Alr1p is an integral plasma membrane protein essential for uptake of Mg(2+) into yeast cells. Homologs of Alr1p are restricted to fungi and some protozoa. Alr1-type proteins are distant relatives of the mitochondrial and bacterial Mg(2+)-transport proteins, Mrs2p and CorA, respectively, with which they have two adjacent TM domains and a short Mg(2+) signature motif in common. The yeast genome encodes a close homolog of Alr1p, named Alr2p. Both proteins are shown here to be present in the plasma membrane. Alr2p contributes poorly to Mg(2+) uptake. Substitution of a single arginine with a glutamic acid residue in the loop connecting the two TM domains at the cell surface greatly improves its function. Both proteins are shown to form homo-oligomers as well as hetero-oligomers.

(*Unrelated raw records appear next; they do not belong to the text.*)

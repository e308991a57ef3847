//! Launch-time selection of tunnels by tag

use crate::config::{TagMatch, TunnelSpec};
use crate::types::TunnelId;

/// Requested tag that matches every tunnel
pub const ALL_TAG: &str = "all";

/// Split a comma-separated `--auto-start` value into tags
///
/// Whitespace around entries is trimmed and empty entries are dropped, so an
/// empty or blank value yields no tags.
pub fn parse_tags(raw: &str) -> Vec<String> {
    raw.split(',')
        .map(str::trim)
        .filter(|tag| !tag.is_empty())
        .map(str::to_string)
        .collect()
}

/// Ids of the tunnels to start at launch, in config order
///
/// `all` (any case) selects everything. Otherwise a tunnel is selected when one of
/// its tags is requested; requested tags that match nothing are ignored.
pub fn select<S: AsRef<str>>(
    specs: &[TunnelSpec],
    requested: &[S],
    tag_match: TagMatch,
) -> Vec<TunnelId> {
    if requested.is_empty() {
        return Vec::new();
    }

    if requested
        .iter()
        .any(|tag| tag.as_ref().eq_ignore_ascii_case(ALL_TAG))
    {
        return specs.iter().map(|spec| spec.id.clone()).collect();
    }

    specs
        .iter()
        .filter(|spec| {
            spec.tags.iter().any(|tag| {
                requested
                    .iter()
                    .any(|wanted| tag_matches(tag, wanted.as_ref(), tag_match))
            })
        })
        .map(|spec| spec.id.clone())
        .collect()
}

fn tag_matches(tag: &str, wanted: &str, tag_match: TagMatch) -> bool {
    match tag_match {
        TagMatch::Exact => tag == wanted,
        TagMatch::IgnoreCase => tag.to_lowercase() == wanted.to_lowercase(),
    }
}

Wild-type Alr2p and mutant Alr1 proteins can have dominant-negative effects on wild-type Alr1p activity, presumably through oligomerization of low-function with full-function proteins. Chemical cross-linking indicates the presence of Alr1 oligomers, and split-ubiquitin assays reveal Alr1p-Alr1p, Alr2p-Alr2p, and Alr1p-Alr2p interactions. These assays also show that both the N-terminus and C-terminus of Alr1p and Alr2p are exposed to the inner side of the plasma membrane.